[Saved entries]
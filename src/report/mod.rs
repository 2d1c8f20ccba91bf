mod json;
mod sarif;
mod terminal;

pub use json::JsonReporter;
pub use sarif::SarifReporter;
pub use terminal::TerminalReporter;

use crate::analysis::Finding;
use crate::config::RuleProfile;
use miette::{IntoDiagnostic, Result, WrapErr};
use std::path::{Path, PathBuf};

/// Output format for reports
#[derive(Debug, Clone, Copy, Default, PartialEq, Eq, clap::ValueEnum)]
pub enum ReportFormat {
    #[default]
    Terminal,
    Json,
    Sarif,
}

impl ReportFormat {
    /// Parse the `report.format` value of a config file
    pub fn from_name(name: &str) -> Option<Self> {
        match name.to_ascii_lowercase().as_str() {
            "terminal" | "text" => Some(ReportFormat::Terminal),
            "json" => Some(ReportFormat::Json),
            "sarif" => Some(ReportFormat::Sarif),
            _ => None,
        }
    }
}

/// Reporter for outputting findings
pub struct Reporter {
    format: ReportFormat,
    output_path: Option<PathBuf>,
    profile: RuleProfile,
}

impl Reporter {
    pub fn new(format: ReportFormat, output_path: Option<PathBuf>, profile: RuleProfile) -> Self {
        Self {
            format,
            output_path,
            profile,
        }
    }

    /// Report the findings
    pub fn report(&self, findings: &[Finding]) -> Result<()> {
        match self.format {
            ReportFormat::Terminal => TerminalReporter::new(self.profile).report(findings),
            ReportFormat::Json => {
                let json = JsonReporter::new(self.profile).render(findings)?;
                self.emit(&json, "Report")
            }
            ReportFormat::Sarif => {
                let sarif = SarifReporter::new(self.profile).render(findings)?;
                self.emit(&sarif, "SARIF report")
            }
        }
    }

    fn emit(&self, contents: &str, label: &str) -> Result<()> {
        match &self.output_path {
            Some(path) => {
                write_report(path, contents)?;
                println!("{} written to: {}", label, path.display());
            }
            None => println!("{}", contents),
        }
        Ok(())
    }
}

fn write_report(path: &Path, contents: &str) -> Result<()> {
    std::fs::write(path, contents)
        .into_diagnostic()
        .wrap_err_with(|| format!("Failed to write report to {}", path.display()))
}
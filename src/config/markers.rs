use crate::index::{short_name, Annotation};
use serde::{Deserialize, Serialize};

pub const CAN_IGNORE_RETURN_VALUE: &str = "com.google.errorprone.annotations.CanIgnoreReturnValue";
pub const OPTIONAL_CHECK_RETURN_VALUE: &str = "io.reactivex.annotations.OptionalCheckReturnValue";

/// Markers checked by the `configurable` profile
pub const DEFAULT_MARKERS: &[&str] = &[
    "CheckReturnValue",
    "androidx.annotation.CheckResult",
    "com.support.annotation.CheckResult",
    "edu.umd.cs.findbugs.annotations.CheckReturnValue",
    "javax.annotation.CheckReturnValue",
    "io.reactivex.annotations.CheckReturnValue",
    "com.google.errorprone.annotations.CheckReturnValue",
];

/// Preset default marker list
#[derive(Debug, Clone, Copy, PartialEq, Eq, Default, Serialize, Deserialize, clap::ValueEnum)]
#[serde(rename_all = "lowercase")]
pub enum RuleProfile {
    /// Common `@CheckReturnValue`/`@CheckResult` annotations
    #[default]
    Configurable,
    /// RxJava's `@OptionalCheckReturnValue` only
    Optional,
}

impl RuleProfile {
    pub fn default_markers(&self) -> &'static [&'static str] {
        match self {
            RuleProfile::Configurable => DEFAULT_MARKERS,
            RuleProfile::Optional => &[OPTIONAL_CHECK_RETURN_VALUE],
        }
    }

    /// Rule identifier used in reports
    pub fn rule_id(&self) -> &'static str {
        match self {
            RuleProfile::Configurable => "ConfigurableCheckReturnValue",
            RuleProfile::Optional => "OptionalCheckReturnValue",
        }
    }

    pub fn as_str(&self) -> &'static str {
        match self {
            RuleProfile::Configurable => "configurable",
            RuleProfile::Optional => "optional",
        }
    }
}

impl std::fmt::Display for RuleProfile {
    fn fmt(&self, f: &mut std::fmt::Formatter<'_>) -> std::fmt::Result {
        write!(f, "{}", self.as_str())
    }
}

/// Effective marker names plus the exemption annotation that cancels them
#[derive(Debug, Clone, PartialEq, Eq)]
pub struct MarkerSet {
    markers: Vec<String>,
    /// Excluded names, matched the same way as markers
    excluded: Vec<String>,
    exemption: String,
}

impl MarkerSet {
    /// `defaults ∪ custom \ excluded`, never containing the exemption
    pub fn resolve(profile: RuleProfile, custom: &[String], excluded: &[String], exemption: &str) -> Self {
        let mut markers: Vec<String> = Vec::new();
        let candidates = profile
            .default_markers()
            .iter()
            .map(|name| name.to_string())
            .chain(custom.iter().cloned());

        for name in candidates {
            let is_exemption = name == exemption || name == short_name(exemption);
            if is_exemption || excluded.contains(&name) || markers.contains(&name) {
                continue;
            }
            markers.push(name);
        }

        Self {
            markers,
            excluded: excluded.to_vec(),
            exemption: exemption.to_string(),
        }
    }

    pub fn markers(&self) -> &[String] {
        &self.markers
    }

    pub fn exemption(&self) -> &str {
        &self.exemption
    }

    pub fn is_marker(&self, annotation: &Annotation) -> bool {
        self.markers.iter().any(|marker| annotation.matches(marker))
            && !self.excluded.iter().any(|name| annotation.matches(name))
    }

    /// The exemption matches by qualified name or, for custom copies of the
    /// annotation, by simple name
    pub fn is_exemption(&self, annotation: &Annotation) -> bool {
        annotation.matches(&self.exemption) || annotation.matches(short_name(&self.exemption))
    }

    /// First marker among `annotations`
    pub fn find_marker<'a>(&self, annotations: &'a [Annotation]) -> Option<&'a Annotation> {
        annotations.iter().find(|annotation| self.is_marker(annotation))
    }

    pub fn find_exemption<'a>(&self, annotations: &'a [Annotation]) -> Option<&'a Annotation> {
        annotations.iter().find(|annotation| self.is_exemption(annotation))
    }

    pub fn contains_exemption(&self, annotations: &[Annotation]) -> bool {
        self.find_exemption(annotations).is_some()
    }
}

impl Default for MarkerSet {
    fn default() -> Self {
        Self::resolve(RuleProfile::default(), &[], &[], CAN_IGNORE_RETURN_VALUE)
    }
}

Assigned task: Retype all the data exactly, line for line.

Answer for the task:
filename src/report/mod.rs
repository 2d1c8f20ccba91bf
mod json;
mod sarif;
mod terminal;

pub use json::JsonReporter;
pub use sarif::SarifReporter;
pub use terminal::TerminalReporter;

use crate::analysis::Finding;
use crate::config::RuleProfile;
use miette::{IntoDiagnostic, Result, WrapErr};
use std::path::{Path, PathBuf};

/// Output format for reports
#[derive(Debug, Clone, Copy, Default, PartialEq, Eq, clap::ValueEnum)]
pub enum ReportFormat {
    #[default]
    Terminal,
    Json,
    Sarif,
}

impl ReportFormat {
    /// Parse the `report.format` value of a config file
    pub fn from_name(name: &str) -> Option<Self> {
        match name.to_ascii_lowercase().as_str() {
            "terminal" | "text" => Some(ReportFormat::Terminal),
            "json" => Some(ReportFormat::Json),
            "sarif" => Some(ReportFormat::Sarif),
            _ => None,
        }
    }
}

/// Reporter for outputting findings
pub struct Reporter {
    format: ReportFormat,
    output_path: Option<PathBuf>,
    profile: RuleProfile,
}

impl Reporter {
    pub fn new(format: ReportFormat, output_path: Option<PathBuf>, profile: RuleProfile) -> Self {
        Self {
            format,
            output_path,
            profile,
        }
    }

    /// Report the findings
    pub fn report(&self, findings: &[Finding]) -> Result<()> {
        match self.format {
            ReportFormat::Terminal => TerminalReporter::new(self.profile).report(findings),
            ReportFormat::Json => {
                let json = JsonReporter::new(self.profile).render(findings)?;
                self.emit(&json, "Report")
            }
            ReportFormat::Sarif => {
                let sarif = SarifReporter::new(self.profile).render(findings)?;
                self.emit(&sarif, "SARIF report")
            }
        }
    }

    fn emit(&self, contents: &str, label: &str) -> Result<()> {
        match &self.output_path {
            Some(path) => {
                write_report(path, contents)?;
                println!("{} written to: {}", label, path.display());
            }
            None => println!("{}", contents),
        }
        Ok(())
    }
}

fn write_report(path: &Path, contents: &str) -> Result<()> {
    std::fs::write(path, contents)
        .into_diagnostic()
        .wrap_err_with(|| format!("Failed to write report to {}", path.display()))
}
filename src/config/markers.rs
use crate::index::{short_name, Annotation};
use serde::{Deserialize, Serialize};

pub const CAN_IGNORE_RETURN_VALUE: &str = "com.google.errorprone.annotations.CanIgnoreReturnValue";
pub const OPTIONAL_CHECK_RETURN_VALUE: &str = "io.reactivex.annotations.OptionalCheckReturnValue";

/// Markers checked by the `configurable` profile
pub const DEFAULT_MARKERS: &[&str] = &[
    "CheckReturnValue",
    "androidx.annotation.CheckResult",
    "com.support.annotation.CheckResult",
    "edu.umd.cs.findbugs.annotations.CheckReturnValue",
    "javax.annotation.CheckReturnValue",
    "io.reactivex.annotations.CheckReturnValue",
    "com.google.errorprone.annotations.CheckReturnValue",
];

/// Preset default marker list
#[derive(Debug, Clone, Copy, PartialEq, Eq, Default, Serialize, Deserialize, clap::ValueEnum)]
#[serde(rename_all = "lowercase")]
pub enum RuleProfile {
    /// Common `@CheckReturnValue`/`@CheckResult` annotations
    #[default]
    Configurable,
    /// RxJava's `@OptionalCheckReturnValue` only
    Optional,
}

impl RuleProfile {
    pub fn default_markers(&self) -> &'static [&'static str] {
        match self {
            RuleProfile::Configurable => DEFAULT_MARKERS,
            RuleProfile::Optional => &[OPTIONAL_CHECK_RETURN_VALUE],
        }
    }

    /// Rule identifier used in reports
    pub fn rule_id(&self) -> &'static str {
        match self {
            RuleProfile::Configurable => "ConfigurableCheckReturnValue",
            RuleProfile::Optional => "OptionalCheckReturnValue",
        }
    }

    pub fn as_str(&self) -> &'static str {
        match self {
            RuleProfile::Configurable => "configurable",
            RuleProfile::Optional => "optional",
        }
    }
}

impl std::fmt::Display for RuleProfile {
    fn fmt(&self, f: &mut std::fmt::Formatter<'_>) -> std::fmt::Result {
        write!(f, "{}", self.as_str())
    }
}

/// Effective marker names plus the exemption annotation that cancels them
#[derive(Debug, Clone, PartialEq, Eq)]
pub struct MarkerSet {
    markers: Vec<String>,
    /// Excluded names, matched the same way as markers
    excluded: Vec<String>,
    exemption: String,
}

impl MarkerSet {
    /// `defaults ∪ custom \ excluded`, never containing the exemption
    pub fn resolve(profile: RuleProfile, custom: &[String], excluded: &[String], exemption: &str) -> Self {
        let mut markers: Vec<String> = Vec::new();
        let candidates = profile
            .default_markers()
            .iter()
            .map(|name| name.to_string())
            .chain(custom.iter().cloned());

        for name in candidates {
            let is_exemption = name == exemption || name == short_name(exemption);
            if is_exemption || excluded.contains(&name) || markers.contains(&name) {
                continue;
            }
            markers.push(name);
        }

        Self {
            markers,
            excluded: excluded.to_vec(),
            exemption: exemption.to_string(),
        }
    }

    pub fn markers(&self) -> &[String] {
        &self.markers
    }

    pub fn exemption(&self) -> &str {
        &self.exemption
    }

    pub fn is_marker(&self, annotation: &Annotation) -> bool {
        self.markers.iter().any(|marker| annotation.matches(marker))
            && !self.excluded.iter().any(|name| annotation.matches(name))
    }

    /// The exemption matches by qualified name or, for custom copies of the
    /// annotation, by simple name
    pub fn is_exemption(&self, annotation: &Annotation) -> bool {
        annotation.matches(&self.exemption) || annotation.matches(short_name(&self.exemption))
    }

    /// First marker among `annotations`
    pub fn find_marker<'a>(&self, annotations: &'a [Annotation]) -> Option<&'a Annotation> {
        annotations.iter().find(|annotation| self.is_marker(annotation))
    }

    pub fn find_exemption<'a>(&self, annotations: &'a [Annotation]) -> Option<&'a Annotation> {
        annotations.iter().find(|annotation| self.is_exemption(annotation))
    }

    pub fn contains_exemption(&self, annotations: &[Annotation]) -> bool {
        self.find_exemption(annotations).is_some()
    }
}

impl Default for MarkerSet {
    fn default() -> Self {
        Self::resolve(RuleProfile::default(), &[], &[], CAN_IGNORE_RETURN_VALUE)
    }
}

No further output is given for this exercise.